Trump made tearing up the nation’s trade deals a central part of his 2016 presidential campaign promises and while in office has renegotiated the NAFTA trade deal with Canada and Mexico and sought new trade deals with Asian and European nations.
Trump’s policies on trade are often at odds with his Republican Party, which traditionally has embraced multination trade deals and advocated for extensive free trade.
Instead, his protectionist-leaning trade policies have been more aligned with the historic positions of liberal Democrats.
That reversal of positions has left many Democrats scrambling to find a way to counter Trump, with those like Warren and U.S. Sen. Bernie Sanders opting to attack the way he has implemented his trade policies but not the primary goals.

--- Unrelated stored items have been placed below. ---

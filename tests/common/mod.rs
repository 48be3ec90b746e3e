use std::sync::Arc;

use chrono::NaiveDate;
use edulink::edulink_gateway::MemoryGateway;
use edulink::edulink_storage::{KeyValueStorage, MemoryStorage, ProfileStore};
use edulink::modules::auth::{RegistrationForm, RegistrationValues};
use edulink::modules::schools::SchoolRegistrationWizard;
use edulink::state::AppState;
use edulink_models::RegistrationRole;
use fake::Fake;
use fake::faker::name::en::*;
use uuid::Uuid;

pub const VALID_PASSWORD: &str = "Abc12345";

pub struct TestApp {
    pub state: AppState,
    pub gateway: Arc<MemoryGateway>,
    pub storage: Arc<MemoryStorage>,
}

#[allow(dead_code)]
impl TestApp {
    /// Raw bytes stored under `key`.
    pub fn stored(&self, key: &str) -> Option<String> {
        self.storage.get(key).unwrap()
    }
}

pub fn test_today() -> NaiveDate {
    NaiveDate::from_ymd_opt(2026, 10, 17).unwrap()
}

pub fn setup_test_app() -> TestApp {
    let gateway = Arc::new(MemoryGateway::new());
    let storage = Arc::new(MemoryStorage::new());
    let profiles = ProfileStore::new(storage.clone()).with_clock(test_today);

    TestApp {
        state: AppState::new(gateway.clone(), profiles),
        gateway,
        storage,
    }
}

#[allow(dead_code)]
pub fn generate_unique_email() -> String {
    format!("test-{}@example.com", Uuid::new_v4())
}

#[allow(dead_code)]
pub fn generate_unique_subdomain() -> String {
    format!("school-{}", &Uuid::new_v4().simple().to_string()[..8])
}

#[allow(dead_code)]
pub fn fake_account(values: &mut RegistrationValues) {
    values.first_name = FirstName().fake();
    values.last_name = LastName().fake();
    values.email = generate_unique_email();
    values.password = VALID_PASSWORD.to_string();
    values.confirm_password = VALID_PASSWORD.to_string();
}

/// A registration form for `role` with valid common fields and valid role-specific fields.
#[allow(dead_code)]
pub fn filled_form(role: RegistrationRole, student_id: &str) -> RegistrationForm {
    let mut form = RegistrationForm::new();
    form.select_role(role);

    let values = form.values_mut();
    fake_account(values);
    match role {
        RegistrationRole::Student => {
            values.student_id = student_id.to_string();
            values.grade_level = "10".to_string();
        }
        RegistrationRole::Teacher => {
            values.subjects = "Math, Physics".to_string();
        }
        RegistrationRole::Parent => {
            let first: String = FirstName().fake();
            let last: String = LastName().fake();
            values.child_name = format!("{} {}", first, last);
            values.child_student_id = student_id.to_string();
        }
    }
    form
}

/// A wizard on its last step with every field valid.
#[allow(dead_code)]
pub fn filled_wizard() -> SchoolRegistrationWizard {
    let mut wizard = SchoolRegistrationWizard::new();
    wizard.values.school_name = format!("{} Academy", LastName().fake::<String>());
    wizard.values.subdomain = generate_unique_subdomain();
    wizard.advance_step().unwrap();

    wizard.values.admin_first_name = FirstName().fake();
    wizard.values.admin_last_name = LastName().fake();
    wizard.values.email = generate_unique_email();
    wizard.values.phone = "0612345678".to_string();
    wizard.advance_step().unwrap();

    wizard.values.password = VALID_PASSWORD.to_string();
    wizard.values.confirm_password = VALID_PASSWORD.to_string();
    wizard
}
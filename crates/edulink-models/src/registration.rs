//! Account registration input.
//!
//! The form's `role` discriminant selects one of three variants, each owning the common account
//! fields plus its role-specific fields. Shape checks are declared with `validator` attributes per
//! variant; the password confirmation and the parent → child link are refinements (see
//! [`Refine`]) that only run once every shape check passed.

use std::fmt;

use edulink_core::validation::{FieldErrors, Refine};
use serde::{Deserialize, Serialize};
use validator::{Validate, ValidationErrors};

use crate::auth::SignUpMetadata;
use crate::roles::{RegistrationRole, Role};
use crate::students::RegisteredStudentIds;

pub const PASSWORDS_DONT_MATCH: &str = "Passwords don't match";
pub const UNKNOWN_CHILD_STUDENT_ID: &str = "No registered student found with this ID";

/// Fields every role fills in.
#[derive(Clone, Default, PartialEq, Eq, Deserialize, Serialize, Validate)]
#[serde(rename_all = "camelCase", default)]
pub struct AccountFields {
    #[validate(length(min = 2, message = "First name must be at least 2 characters"))]
    pub first_name: String,
    #[validate(length(min = 2, message = "Last name must be at least 2 characters"))]
    pub last_name: String,
    #[validate(email(message = "Invalid email address"))]
    pub email: String,
    #[validate(
        length(min = 8, message = "Password must be at least 8 characters"),
        custom(function = "edulink_core::password::validate_password_complexity")
    )]
    pub password: String,
    pub confirm_password: String,
}

impl fmt::Debug for AccountFields {
    fn fmt(&self, f: &mut fmt::Formatter<'_>) -> fmt::Result {
        f.debug_struct("AccountFields")
            .field("first_name", &self.first_name)
            .field("last_name", &self.last_name)
            .field("email", &self.email)
            .finish_non_exhaustive()
    }
}

#[derive(Debug, Clone, Default, PartialEq, Eq, Deserialize, Serialize, Validate)]
#[serde(rename_all = "camelCase", default)]
pub struct StudentRegistration {
    #[serde(flatten)]
    #[validate(nested)]
    pub account: AccountFields,
    #[validate(length(min = 1, message = "Student ID is required"))]
    pub student_id: String,
    #[validate(length(min = 1, message = "Grade level is required"))]
    pub grade_level: String,
}

#[derive(Debug, Clone, Default, PartialEq, Eq, Deserialize, Serialize, Validate)]
#[serde(rename_all = "camelCase", default)]
pub struct TeacherRegistration {
    #[serde(flatten)]
    #[validate(nested)]
    pub account: AccountFields,
    /// Comma-separated free text, e.g. "Math, Physics".
    #[validate(length(min = 1, message = "At least one subject is required"))]
    pub subjects: String,
}

impl TeacherRegistration {
    pub fn subject_list(&self) -> Vec<&str> {
        self.subjects
            .split(',')
            .map(str::trim)
            .filter(|s| !s.is_empty())
            .collect()
    }
}

#[derive(Debug, Clone, Default, PartialEq, Eq, Deserialize, Serialize, Validate)]
#[serde(rename_all = "camelCase", default)]
pub struct ParentRegistration {
    #[serde(flatten)]
    #[validate(nested)]
    pub account: AccountFields,
    #[validate(length(min = 2, message = "Child's name must be at least 2 characters"))]
    pub child_name: String,
    #[validate(length(min = 1, message = "Child's student ID is required"))]
    pub child_student_id: String,
}

#[derive(Debug, Clone, PartialEq, Eq, Deserialize, Serialize)]
#[serde(tag = "role", rename_all = "lowercase")]
pub enum RegistrationInput {
    Student(StudentRegistration),
    Teacher(TeacherRegistration),
    Parent(ParentRegistration),
}

impl RegistrationInput {
    pub fn role(&self) -> RegistrationRole {
        match self {
            Self::Student(_) => RegistrationRole::Student,
            Self::Teacher(_) => RegistrationRole::Teacher,
            Self::Parent(_) => RegistrationRole::Parent,
        }
    }

    pub fn account(&self) -> &AccountFields {
        match self {
            Self::Student(s) => &s.account,
            Self::Teacher(t) => &t.account,
            Self::Parent(p) => &p.account,
        }
    }

    /// Attributes stored with the new account: role plus the role-specific fields.
    pub fn sign_up_metadata(&self) -> SignUpMetadata {
        let account = self.account();
        let metadata = SignUpMetadata::new(Role::from(self.role()))
            .with("first_name", account.first_name.trim())
            .with("last_name", account.last_name.trim());

        match self {
            Self::Student(s) => metadata
                .with("student_id", s.student_id.trim())
                .with("grade_level", s.grade_level.trim()),
            Self::Teacher(t) => metadata.with("subjects", t.subject_list().join(", ")),
            Self::Parent(p) => metadata
                .with("child_name", p.child_name.trim())
                .with("child_student_id", p.child_student_id.trim()),
        }
    }
}

impl Validate for RegistrationInput {
    fn validate(&self) -> Result<(), ValidationErrors> {
        match self {
            Self::Student(s) => s.validate(),
            Self::Teacher(t) => t.validate(),
            Self::Parent(p) => p.validate(),
        }
    }
}

impl Refine for RegistrationInput {
    type Context = RegisteredStudentIds;

    fn refine(&self, registered: &RegisteredStudentIds) -> FieldErrors {
        let mut errors = FieldErrors::new();

        let account = self.account();
        if account.password != account.confirm_password {
            errors.add("confirmPassword", PASSWORDS_DONT_MATCH);
        }

        if let Self::Parent(parent) = self
            && !registered.contains(&parent.child_student_id)
        {
            errors.add("childStudentId", UNKNOWN_CHILD_STUDENT_ID);
        }

        errors
    }
}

Warren’s new trade positions go a step farther, echoing some of the president’s criticism that previous trade deals have been unfair to American workers, while also calling for more liberal policies to be infused in trade deals.
“For decades, big multinational corporations have bought and lobbied their way into dictating America’s trade policy,” Warren said. “Those big corporations have gotten rich but everyone else has paid the price.”
Warren called for adding transparency to the trade negotiating process and allowing Congress a larger role in dictating the terms of trade deals.
Critics have said allowing Congress to amend trade deals before ratification will make it more difficult to reach an agreement since changes will have to be re-negotiated with the participating countries.
Warren has outlined a set of preconditions she wants other countries to meet before entering new trade deals, including regarding labor laws and efforts to stop human trafficking.
Warren also calls for preconditions that the United States currently would not meet, like being a party to the Paris Climate agreement and not providing domestic fossil fuel subsidies.
She also called for new trade policies for pharmaceuticals and agriculture products, including establishing new standards for imported goods.
Finally, Warren called for increased enforcement, including utilizing the World Trade Organization, of which Trump has been a vocal critic, to enforce higher standards around human rights and the environment for nations engaged in trade with the United States.